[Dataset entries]
· · · ·
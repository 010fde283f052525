use scaleview_ui::{Px, PxSpan};

use super::Scale;

/// Horizontal bounds of one tick segment, in container coordinates.
pub type SegmentBounds = PxSpan;

/// The two segments the cursor range is anchored to.
#[derive(Debug, Clone, Copy, PartialEq)]
#[cfg_attr(feature = "serde", derive(serde::Serialize, serde::Deserialize))]
pub struct SegmentAnchors {
    /// Leftmost segment; its center is where the cursor bottoms out.
    pub first: SegmentBounds,
    /// Rightmost segment; its center is where the cursor tops out.
    pub last: SegmentBounds,
}

/// Geometry reported by the layout collaborator after each layout pass.
///
/// A snapshot without anchors means "not laid out yet": bounds collapse to
/// zero and no progress can be derived.
#[derive(Debug, Default, Clone, Copy, PartialEq)]
#[cfg_attr(feature = "serde", derive(serde::Serialize, serde::Deserialize))]
pub struct GeometrySnapshot {
    /// Width of the whole scale container.
    pub container_width: Px,
    /// Width of the cursor box.
    pub cursor_width: Px,
    /// First and last segment bounds, if any segments exist.
    pub anchors: Option<SegmentAnchors>,
}

impl GeometrySnapshot {
    /// A snapshot with no segments and zero sizes.
    pub const EMPTY: Self = Self {
        container_width: Px::ZERO,
        cursor_width: Px::ZERO,
        anchors: None,
    };

    /// Creates a snapshot from explicit parts.
    pub fn new(container_width: Px, cursor_width: Px, anchors: Option<SegmentAnchors>) -> Self {
        Self {
            container_width,
            cursor_width,
            anchors,
        }
    }

    /// Builds a snapshot from a laid-out row of segments. Only the first and
    /// last entries matter; an empty row yields a snapshot without anchors.
    pub fn from_segments(
        container_width: Px,
        cursor_width: Px,
        segments: &[SegmentBounds],
    ) -> Self {
        let anchors = match (segments.first(), segments.last()) {
            (Some(first), Some(last)) => Some(SegmentAnchors {
                first: *first,
                last: *last,
            }),
            _ => None,
        };
        Self::new(container_width, cursor_width, anchors)
    }

    /// Snapshot for `segment_count` equally weighted segments filling
    /// `container_width`.
    pub fn evenly_spaced(container_width: Px, cursor_width: Px, segment_count: usize) -> Self {
        Self::from_segments(
            container_width,
            cursor_width,
            &segment_row(container_width, segment_count),
        )
    }

    /// Returns `true` once segment bounds are known.
    pub fn has_segments(&self) -> bool {
        self.anchors.is_some()
    }
}

/// Lays out `segment_count` equal-weight segments across the container.
pub fn segment_row(container_width: Px, segment_count: usize) -> Vec<SegmentBounds> {
    if segment_count == 0 || container_width.0 <= 0.0 {
        return Vec::new();
    }
    let width = container_width / segment_count as f32;
    (0..segment_count)
        .map(|i| SegmentBounds::new(width * i as f32, width))
        .collect()
}

/// A tick drawn at the center of one segment.
#[derive(Debug, Clone, Copy, PartialEq, Eq)]
pub struct TickMark {
    /// Segment index, left to right.
    pub index: usize,
    /// Major ticks are drawn thicker and carry a label.
    pub major: bool,
    /// Scale value shown under a major tick.
    pub label: Option<i32>,
}

/// Describes the ticks of a scale: major at both ends and in the middle,
/// minor everywhere else.
pub fn tick_marks(scale: &Scale) -> Vec<TickMark> {
    let count = scale.segment_count();
    let last = count.saturating_sub(1);
    let middle = count / 2;
    (0..count)
        .map(|index| {
            let major = index == 0 || index == middle || index == last;
            TickMark {
                index,
                major,
                label: major.then(|| scale.value_at_segment(index)),
            }
        })
        .collect()
}
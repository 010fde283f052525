//! Primitives shared by scaleview components.
//!
//! This crate contains no components itself. It provides the units geometry
//! is expressed in ([`Px`], [`Dp`]), the callback handle components notify
//! their hosts through ([`CallbackWith`]), and the single-pointer input model
//! ([`pointer`]).
//!
//! The component library lives in `scaleview-components`.

pub mod callback;
pub mod dp;
pub mod pointer;
pub mod px;

pub use crate::{
    callback::CallbackWith,
    dp::Dp,
    pointer::{PointerEvent, PointerEventContent, PointerState},
    px::{Px, PxSpan},
};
· · · ·
> **What to do**:
Exact repetition is required: return every record shown above.

> **Result for this task**:
repository 010fde283f052525
use scaleview_ui::{Px, PxSpan};

use super::Scale;

/// Horizontal bounds of one tick segment, in container coordinates.
pub type SegmentBounds = PxSpan;

/// The two segments the cursor range is anchored to.
#[derive(Debug, Clone, Copy, PartialEq)]
#[cfg_attr(feature = "serde", derive(serde::Serialize, serde::Deserialize))]
pub struct SegmentAnchors {
    /// Leftmost segment; its center is where the cursor bottoms out.
    pub first: SegmentBounds,
    /// Rightmost segment; its center is where the cursor tops out.
    pub last: SegmentBounds,
}

/// Geometry reported by the layout collaborator after each layout pass.
///
/// A snapshot without anchors means "not laid out yet": bounds collapse to
/// zero and no progress can be derived.
#[derive(Debug, Default, Clone, Copy, PartialEq)]
#[cfg_attr(feature = "serde", derive(serde::Serialize, serde::Deserialize))]
pub struct GeometrySnapshot {
    /// Width of the whole scale container.
    pub container_width: Px,
    /// Width of the cursor box.
    pub cursor_width: Px,
    /// First and last segment bounds, if any segments exist.
    pub anchors: Option<SegmentAnchors>,
}

impl GeometrySnapshot {
    /// A snapshot with no segments and zero sizes.
    pub const EMPTY: Self = Self {
        container_width: Px::ZERO,
        cursor_width: Px::ZERO,
        anchors: None,
    };

    /// Creates a snapshot from explicit parts.
    pub fn new(container_width: Px, cursor_width: Px, anchors: Option<SegmentAnchors>) -> Self {
        Self {
            container_width,
            cursor_width,
            anchors,
        }
    }

    /// Builds a snapshot from a laid-out row of segments. Only the first and
    /// last entries matter; an empty row yields a snapshot without anchors.
    pub fn from_segments(
        container_width: Px,
        cursor_width: Px,
        segments: &[SegmentBounds],
    ) -> Self {
        let anchors = match (segments.first(), segments.last()) {
            (Some(first), Some(last)) => Some(SegmentAnchors {
                first: *first,
                last: *last,
            }),
            _ => None,
        };
        Self::new(container_width, cursor_width, anchors)
    }

    /// Snapshot for `segment_count` equally weighted segments filling
    /// `container_width`.
    pub fn evenly_spaced(container_width: Px, cursor_width: Px, segment_count: usize) -> Self {
        Self::from_segments(
            container_width,
            cursor_width,
            &segment_row(container_width, segment_count),
        )
    }

    /// Returns `true` once segment bounds are known.
    pub fn has_segments(&self) -> bool {
        self.anchors.is_some()
    }
}

/// Lays out `segment_count` equal-weight segments across the container.
pub fn segment_row(container_width: Px, segment_count: usize) -> Vec<SegmentBounds> {
    if segment_count == 0 || container_width.0 <= 0.0 {
        return Vec::new();
    }
    let width = container_width / segment_count as f32;
    (0..segment_count)
        .map(|i| SegmentBounds::new(width * i as f32, width))
        .collect()
}

/// A tick drawn at the center of one segment.
#[derive(Debug, Clone, Copy, PartialEq, Eq)]
pub struct TickMark {
    /// Segment index, left to right.
    pub index: usize,
    /// Major ticks are drawn thicker and carry a label.
    pub major: bool,
    /// Scale value shown under a major tick.
    pub label: Option<i32>,
}

/// Describes the ticks of a scale: major at both ends and in the middle,
/// minor everywhere else.
pub fn tick_marks(scale: &Scale) -> Vec<TickMark> {
    let count = scale.segment_count();
    let last = count.saturating_sub(1);
    let middle = count / 2;
    (0..count)
        .map(|index| {
            let major = index == 0 || index == middle || index == last;
            TickMark {
                index,
                major,
                label: major.then(|| scale.value_at_segment(index)),
            }
        })
        .collect()
}
repository 010fde283f052525
//! Primitives shared by scaleview components.
//!
//! This crate contains no components itself. It provides the units geometry
//! is expressed in ([`Px`], [`Dp`]), the callback handle components notify
//! their hosts through ([`CallbackWith`]), and the single-pointer input model
//! ([`pointer`]).
//!
//! The component library lives in `scaleview-components`.

pub mod callback;
pub mod dp;
pub mod pointer;
pub mod px;

pub use crate::{
    callback::CallbackWith,
    dp::Dp,
    pointer::{PointerEvent, PointerEventContent, PointerState},
    px::{Px, PxSpan},
};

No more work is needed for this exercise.